Problem: From the entries that follow, copy every line with the word "DrugRecord".

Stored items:

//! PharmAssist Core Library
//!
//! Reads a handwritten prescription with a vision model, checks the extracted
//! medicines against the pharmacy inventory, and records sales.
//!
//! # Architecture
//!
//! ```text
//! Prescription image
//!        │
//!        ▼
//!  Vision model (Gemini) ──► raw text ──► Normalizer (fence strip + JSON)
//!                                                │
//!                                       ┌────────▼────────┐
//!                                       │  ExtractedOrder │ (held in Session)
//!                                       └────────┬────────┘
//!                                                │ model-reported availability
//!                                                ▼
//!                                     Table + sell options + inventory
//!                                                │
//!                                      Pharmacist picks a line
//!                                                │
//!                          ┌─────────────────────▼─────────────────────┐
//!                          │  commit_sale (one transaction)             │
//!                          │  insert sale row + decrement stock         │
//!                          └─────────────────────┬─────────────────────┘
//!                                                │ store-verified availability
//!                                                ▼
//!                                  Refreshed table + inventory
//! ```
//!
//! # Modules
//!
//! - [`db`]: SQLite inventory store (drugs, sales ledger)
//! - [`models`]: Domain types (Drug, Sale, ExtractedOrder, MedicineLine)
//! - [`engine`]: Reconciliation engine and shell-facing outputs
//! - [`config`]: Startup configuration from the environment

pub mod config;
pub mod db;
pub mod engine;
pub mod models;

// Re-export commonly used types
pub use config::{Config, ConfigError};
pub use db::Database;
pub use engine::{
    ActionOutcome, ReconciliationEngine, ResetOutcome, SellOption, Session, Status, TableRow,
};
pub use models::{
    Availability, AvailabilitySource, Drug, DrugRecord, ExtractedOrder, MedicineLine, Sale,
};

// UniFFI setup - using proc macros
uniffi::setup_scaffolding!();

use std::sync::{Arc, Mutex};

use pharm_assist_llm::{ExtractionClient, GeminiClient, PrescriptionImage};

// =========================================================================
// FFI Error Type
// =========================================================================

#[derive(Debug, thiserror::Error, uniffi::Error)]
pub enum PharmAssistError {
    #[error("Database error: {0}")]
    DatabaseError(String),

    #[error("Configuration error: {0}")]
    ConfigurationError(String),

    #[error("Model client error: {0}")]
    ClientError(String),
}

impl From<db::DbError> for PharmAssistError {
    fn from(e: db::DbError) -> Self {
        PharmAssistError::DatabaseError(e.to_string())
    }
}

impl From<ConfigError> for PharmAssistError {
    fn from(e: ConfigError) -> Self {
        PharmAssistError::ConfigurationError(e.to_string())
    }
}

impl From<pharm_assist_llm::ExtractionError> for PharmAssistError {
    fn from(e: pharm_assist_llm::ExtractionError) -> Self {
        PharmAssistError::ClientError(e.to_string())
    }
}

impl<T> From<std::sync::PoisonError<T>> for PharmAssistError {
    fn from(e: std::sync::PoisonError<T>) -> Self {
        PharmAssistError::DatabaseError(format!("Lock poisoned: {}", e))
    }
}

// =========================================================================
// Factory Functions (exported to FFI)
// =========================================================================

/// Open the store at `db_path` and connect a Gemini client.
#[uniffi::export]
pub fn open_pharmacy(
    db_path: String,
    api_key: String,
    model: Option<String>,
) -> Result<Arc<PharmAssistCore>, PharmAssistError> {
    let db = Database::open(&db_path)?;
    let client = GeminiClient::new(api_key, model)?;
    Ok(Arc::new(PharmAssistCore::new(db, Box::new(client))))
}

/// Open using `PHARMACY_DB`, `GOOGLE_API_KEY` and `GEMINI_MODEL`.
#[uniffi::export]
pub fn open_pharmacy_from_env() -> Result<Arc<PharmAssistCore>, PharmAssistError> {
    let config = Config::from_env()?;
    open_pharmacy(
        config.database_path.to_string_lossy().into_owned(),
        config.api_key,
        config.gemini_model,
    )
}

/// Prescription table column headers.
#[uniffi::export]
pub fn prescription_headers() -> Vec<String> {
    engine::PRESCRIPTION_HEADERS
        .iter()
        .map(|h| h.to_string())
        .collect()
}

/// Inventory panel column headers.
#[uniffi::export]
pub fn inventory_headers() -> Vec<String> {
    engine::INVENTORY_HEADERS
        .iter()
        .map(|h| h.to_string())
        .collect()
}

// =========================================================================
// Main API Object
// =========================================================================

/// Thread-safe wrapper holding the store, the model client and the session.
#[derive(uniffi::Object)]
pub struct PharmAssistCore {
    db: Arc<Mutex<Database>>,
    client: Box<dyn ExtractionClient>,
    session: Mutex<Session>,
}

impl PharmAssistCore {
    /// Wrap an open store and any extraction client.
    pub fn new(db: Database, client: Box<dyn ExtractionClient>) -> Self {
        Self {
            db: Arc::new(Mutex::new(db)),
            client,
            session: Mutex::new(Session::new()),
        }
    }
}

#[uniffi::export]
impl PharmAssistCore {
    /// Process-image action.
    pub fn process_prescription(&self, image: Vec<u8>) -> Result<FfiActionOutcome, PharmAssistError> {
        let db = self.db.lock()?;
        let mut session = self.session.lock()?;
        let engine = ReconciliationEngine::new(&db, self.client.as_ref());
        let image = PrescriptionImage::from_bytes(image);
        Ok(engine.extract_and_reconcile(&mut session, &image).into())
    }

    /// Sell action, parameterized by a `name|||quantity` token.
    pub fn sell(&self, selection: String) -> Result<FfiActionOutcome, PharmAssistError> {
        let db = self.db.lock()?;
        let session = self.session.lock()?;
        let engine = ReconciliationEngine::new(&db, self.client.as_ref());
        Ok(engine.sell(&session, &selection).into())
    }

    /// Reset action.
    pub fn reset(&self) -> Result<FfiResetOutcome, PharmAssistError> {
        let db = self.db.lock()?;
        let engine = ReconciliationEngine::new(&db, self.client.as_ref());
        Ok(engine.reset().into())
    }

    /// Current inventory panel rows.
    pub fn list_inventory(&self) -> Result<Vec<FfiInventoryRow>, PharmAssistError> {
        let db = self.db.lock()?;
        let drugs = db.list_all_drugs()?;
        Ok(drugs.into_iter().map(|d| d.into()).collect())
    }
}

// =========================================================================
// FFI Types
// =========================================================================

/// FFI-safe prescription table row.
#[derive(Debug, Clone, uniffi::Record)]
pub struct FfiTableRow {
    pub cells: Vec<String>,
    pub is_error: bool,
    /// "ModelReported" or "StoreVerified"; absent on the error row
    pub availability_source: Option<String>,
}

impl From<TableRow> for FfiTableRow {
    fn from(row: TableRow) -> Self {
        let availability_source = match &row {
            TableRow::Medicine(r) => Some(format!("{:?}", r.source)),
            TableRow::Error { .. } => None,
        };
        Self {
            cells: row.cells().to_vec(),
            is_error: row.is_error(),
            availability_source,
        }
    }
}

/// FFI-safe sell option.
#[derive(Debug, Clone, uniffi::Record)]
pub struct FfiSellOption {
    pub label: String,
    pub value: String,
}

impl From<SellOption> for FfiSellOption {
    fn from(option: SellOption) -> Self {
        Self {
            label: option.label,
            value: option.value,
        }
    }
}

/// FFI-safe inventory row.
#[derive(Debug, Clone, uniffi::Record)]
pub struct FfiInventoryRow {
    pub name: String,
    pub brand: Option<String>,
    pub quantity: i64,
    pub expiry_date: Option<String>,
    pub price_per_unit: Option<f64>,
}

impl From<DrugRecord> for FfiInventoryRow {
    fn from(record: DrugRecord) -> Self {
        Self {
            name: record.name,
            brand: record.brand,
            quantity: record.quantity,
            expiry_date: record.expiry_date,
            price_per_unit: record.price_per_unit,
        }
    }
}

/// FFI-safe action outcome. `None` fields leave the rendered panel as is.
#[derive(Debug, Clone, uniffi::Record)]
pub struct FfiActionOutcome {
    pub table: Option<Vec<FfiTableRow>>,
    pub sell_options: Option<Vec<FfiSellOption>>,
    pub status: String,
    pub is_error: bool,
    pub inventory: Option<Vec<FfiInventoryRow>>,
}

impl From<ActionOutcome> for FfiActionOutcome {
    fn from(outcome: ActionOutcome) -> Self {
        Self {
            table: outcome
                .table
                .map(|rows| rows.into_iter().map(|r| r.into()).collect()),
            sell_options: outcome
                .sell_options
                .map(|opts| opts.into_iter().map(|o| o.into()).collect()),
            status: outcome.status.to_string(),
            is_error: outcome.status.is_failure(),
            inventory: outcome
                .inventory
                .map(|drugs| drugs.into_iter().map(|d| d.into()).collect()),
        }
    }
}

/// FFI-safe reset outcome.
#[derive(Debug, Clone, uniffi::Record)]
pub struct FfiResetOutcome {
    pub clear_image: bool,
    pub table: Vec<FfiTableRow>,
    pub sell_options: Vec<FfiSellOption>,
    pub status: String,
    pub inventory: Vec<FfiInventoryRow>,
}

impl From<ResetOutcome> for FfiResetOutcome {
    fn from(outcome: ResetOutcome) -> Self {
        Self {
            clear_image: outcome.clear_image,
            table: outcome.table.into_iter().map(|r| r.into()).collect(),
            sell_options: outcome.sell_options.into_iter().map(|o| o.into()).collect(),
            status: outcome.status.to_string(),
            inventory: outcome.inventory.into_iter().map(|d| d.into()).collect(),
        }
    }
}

Solution to the problem:
    Availability, AvailabilitySource, Drug, DrugRecord, ExtractedOrder, MedicineLine, Sale,
impl From<DrugRecord> for FfiInventoryRow {
    fn from(record: DrugRecord) -> Self {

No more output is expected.